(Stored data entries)

★ ★ ★ ★ ★ ★ ★

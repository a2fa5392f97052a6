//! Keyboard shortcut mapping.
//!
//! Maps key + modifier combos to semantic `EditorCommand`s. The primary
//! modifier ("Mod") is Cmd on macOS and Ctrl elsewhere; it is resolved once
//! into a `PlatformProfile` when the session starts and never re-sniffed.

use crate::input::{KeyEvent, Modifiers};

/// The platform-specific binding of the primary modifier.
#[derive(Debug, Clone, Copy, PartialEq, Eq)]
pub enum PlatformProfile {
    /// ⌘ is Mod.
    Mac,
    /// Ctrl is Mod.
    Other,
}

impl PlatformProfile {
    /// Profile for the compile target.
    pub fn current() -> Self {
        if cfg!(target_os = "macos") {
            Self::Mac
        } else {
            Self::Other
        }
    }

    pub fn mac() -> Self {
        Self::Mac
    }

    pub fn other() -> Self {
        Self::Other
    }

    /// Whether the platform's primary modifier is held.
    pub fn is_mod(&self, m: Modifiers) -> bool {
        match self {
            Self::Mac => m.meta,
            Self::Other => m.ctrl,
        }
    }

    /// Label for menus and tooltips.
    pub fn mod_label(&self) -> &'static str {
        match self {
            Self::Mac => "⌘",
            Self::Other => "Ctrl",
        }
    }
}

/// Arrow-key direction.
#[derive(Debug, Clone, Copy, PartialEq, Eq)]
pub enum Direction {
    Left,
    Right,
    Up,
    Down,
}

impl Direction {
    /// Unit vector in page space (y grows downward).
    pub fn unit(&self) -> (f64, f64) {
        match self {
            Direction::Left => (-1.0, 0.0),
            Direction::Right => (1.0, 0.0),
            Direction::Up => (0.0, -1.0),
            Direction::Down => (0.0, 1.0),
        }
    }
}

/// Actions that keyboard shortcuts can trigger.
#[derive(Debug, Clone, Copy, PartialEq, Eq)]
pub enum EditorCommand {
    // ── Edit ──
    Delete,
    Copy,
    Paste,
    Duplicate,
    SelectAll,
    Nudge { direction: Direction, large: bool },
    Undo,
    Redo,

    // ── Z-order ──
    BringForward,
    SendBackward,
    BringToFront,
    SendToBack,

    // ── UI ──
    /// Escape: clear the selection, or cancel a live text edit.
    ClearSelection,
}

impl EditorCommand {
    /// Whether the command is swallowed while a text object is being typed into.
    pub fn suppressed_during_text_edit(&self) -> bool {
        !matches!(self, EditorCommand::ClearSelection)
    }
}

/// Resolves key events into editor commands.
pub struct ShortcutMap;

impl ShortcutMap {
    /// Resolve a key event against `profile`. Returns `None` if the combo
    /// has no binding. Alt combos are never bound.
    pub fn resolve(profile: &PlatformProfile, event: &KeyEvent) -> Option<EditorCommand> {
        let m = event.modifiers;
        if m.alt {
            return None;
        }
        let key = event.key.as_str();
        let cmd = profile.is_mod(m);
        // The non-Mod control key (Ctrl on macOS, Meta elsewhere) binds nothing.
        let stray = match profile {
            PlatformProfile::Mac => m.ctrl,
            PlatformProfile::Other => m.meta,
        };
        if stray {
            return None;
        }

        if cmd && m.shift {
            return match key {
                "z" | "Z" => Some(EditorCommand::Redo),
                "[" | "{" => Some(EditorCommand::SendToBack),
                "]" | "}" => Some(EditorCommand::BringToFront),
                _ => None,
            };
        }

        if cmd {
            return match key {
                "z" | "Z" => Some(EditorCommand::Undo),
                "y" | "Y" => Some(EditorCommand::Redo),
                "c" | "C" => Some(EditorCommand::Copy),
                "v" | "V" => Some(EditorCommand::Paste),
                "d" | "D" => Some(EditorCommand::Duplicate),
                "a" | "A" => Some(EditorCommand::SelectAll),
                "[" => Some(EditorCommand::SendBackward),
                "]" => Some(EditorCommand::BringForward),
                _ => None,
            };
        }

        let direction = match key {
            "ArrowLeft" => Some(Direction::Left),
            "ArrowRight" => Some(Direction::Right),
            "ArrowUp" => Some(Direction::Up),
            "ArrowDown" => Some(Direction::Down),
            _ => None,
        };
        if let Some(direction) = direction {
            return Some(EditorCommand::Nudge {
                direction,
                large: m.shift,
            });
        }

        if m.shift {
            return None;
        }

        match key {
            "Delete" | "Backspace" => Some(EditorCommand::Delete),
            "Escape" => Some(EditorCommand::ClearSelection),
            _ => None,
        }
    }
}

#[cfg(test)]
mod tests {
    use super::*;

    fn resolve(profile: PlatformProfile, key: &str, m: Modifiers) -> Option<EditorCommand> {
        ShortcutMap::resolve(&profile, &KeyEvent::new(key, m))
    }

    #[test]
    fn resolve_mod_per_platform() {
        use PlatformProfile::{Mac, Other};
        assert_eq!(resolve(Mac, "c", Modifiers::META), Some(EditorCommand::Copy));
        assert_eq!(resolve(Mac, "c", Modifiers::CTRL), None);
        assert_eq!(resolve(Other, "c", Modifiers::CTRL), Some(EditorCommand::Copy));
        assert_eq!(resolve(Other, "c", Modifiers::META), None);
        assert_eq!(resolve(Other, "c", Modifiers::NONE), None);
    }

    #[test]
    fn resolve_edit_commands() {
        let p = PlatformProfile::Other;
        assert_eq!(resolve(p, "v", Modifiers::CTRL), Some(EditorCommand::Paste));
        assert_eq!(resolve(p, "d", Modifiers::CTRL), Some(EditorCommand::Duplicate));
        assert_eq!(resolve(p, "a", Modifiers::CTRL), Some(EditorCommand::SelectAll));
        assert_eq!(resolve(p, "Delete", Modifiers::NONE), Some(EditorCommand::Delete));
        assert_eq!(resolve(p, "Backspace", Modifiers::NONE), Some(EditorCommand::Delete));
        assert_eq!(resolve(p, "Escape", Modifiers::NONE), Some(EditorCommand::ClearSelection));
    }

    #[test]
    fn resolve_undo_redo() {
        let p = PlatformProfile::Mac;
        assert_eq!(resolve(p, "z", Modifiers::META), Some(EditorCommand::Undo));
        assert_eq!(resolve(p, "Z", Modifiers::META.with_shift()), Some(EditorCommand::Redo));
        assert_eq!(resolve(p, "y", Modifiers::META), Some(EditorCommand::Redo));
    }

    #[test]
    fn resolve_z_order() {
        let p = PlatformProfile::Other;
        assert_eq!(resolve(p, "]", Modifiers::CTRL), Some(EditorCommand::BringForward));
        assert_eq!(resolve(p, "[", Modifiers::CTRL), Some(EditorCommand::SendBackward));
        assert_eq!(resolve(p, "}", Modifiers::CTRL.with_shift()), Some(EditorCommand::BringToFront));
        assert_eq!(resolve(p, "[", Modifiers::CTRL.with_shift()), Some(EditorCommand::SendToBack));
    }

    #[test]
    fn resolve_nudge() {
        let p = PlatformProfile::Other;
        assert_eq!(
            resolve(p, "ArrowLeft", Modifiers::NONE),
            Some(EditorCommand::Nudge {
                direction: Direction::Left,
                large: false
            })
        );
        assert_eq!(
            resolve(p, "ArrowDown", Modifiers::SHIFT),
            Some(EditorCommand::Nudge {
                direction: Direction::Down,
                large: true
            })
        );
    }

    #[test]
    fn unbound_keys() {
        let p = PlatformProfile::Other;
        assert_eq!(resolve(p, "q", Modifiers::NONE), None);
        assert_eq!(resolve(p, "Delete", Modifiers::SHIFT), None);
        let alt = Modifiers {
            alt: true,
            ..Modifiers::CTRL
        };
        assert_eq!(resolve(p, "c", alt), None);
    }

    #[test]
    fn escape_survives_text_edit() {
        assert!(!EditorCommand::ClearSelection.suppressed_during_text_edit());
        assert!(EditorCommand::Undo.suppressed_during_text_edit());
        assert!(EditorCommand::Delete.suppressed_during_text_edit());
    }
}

★ ★ ★ ★ ★ ★ ★

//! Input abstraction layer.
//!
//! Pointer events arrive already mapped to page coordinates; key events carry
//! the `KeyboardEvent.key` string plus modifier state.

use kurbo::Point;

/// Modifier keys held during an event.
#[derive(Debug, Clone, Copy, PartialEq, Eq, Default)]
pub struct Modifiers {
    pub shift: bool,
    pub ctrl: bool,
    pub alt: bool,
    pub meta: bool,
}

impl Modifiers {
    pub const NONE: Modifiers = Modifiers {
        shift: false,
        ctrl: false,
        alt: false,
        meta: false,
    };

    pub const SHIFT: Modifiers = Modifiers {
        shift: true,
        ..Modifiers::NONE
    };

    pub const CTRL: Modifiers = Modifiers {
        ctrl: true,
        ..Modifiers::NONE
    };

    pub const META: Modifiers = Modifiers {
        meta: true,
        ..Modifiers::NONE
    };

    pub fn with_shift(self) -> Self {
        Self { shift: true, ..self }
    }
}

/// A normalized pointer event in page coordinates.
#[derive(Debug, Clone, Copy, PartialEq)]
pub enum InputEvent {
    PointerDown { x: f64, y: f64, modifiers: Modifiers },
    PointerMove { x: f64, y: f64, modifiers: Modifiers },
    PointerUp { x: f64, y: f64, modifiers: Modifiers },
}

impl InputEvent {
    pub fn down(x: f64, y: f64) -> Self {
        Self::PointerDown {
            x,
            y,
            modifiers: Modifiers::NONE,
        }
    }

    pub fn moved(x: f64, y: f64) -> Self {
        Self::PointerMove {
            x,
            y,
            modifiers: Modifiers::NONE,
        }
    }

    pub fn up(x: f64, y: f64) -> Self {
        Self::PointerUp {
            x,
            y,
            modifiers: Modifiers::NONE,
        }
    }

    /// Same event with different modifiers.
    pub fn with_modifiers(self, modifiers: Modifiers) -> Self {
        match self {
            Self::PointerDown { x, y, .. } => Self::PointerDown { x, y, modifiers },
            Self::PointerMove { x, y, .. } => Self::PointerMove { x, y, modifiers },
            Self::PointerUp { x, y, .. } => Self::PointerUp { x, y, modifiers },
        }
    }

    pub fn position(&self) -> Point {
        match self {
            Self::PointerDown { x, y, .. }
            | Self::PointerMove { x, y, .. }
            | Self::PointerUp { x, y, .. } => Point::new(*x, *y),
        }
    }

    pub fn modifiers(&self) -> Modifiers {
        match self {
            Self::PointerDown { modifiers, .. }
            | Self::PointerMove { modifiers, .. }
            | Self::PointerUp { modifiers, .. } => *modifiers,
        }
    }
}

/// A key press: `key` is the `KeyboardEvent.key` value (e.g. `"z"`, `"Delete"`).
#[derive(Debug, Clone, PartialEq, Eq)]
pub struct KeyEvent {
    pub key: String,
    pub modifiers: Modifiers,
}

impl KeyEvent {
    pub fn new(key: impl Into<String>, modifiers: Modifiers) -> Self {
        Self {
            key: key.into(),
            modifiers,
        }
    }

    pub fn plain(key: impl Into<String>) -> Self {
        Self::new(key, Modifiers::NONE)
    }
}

★ ★ ★ ★ ★ ★ ★

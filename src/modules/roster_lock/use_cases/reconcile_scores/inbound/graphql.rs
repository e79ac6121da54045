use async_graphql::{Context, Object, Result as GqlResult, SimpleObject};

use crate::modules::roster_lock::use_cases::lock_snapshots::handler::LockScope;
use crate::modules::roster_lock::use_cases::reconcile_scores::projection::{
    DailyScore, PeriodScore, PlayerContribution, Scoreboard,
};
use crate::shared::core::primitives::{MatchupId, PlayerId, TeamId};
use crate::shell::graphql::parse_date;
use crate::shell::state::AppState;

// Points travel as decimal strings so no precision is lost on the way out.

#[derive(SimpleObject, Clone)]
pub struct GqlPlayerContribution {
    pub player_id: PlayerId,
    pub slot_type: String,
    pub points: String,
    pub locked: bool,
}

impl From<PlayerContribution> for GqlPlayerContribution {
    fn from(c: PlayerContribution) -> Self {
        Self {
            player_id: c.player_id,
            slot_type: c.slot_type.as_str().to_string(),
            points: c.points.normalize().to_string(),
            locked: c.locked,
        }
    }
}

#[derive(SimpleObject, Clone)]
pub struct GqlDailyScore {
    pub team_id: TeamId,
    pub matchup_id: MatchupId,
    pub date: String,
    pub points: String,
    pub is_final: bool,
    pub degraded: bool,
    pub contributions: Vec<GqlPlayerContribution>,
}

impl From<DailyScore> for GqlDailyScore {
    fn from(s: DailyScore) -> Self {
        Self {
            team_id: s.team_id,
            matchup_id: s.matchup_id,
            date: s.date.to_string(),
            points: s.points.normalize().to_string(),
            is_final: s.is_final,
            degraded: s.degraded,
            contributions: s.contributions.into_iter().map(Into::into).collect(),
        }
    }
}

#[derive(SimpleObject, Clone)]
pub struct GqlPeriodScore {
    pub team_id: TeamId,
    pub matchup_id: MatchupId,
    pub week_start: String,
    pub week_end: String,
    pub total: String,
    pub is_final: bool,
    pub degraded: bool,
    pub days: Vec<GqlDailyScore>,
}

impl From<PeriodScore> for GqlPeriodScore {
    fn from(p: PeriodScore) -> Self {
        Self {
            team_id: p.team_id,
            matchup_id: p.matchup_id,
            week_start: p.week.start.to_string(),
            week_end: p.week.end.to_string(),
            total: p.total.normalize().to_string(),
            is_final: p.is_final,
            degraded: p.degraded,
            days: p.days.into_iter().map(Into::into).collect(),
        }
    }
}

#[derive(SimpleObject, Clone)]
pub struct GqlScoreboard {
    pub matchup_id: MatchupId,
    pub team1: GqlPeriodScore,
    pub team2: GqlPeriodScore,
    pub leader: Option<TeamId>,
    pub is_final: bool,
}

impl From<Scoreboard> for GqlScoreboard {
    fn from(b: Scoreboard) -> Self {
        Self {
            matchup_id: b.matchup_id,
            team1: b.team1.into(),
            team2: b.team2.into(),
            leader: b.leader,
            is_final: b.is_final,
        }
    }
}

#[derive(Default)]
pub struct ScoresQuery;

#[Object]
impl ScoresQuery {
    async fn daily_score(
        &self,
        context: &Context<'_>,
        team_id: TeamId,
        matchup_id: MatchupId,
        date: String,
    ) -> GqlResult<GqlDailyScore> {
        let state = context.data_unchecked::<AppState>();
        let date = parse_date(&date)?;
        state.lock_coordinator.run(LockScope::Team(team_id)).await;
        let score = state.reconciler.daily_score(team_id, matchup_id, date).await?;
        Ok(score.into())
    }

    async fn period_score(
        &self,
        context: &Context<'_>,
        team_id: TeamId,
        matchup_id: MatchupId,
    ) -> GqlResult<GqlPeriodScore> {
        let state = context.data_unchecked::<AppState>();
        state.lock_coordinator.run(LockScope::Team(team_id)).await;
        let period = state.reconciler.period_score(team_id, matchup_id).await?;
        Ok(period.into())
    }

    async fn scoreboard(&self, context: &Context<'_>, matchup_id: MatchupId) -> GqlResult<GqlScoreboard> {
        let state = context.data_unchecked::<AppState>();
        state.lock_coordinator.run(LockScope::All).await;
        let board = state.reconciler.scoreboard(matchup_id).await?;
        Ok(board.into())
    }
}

★ ★ ★ ★ ★ ★ ★

◆ **WHAT IS BEING ASKED**:
Exactly how many lines in the data above contain the word "ScoresQuery"? Respond with the number and nothing more.

◆ **SOLUTION**:
2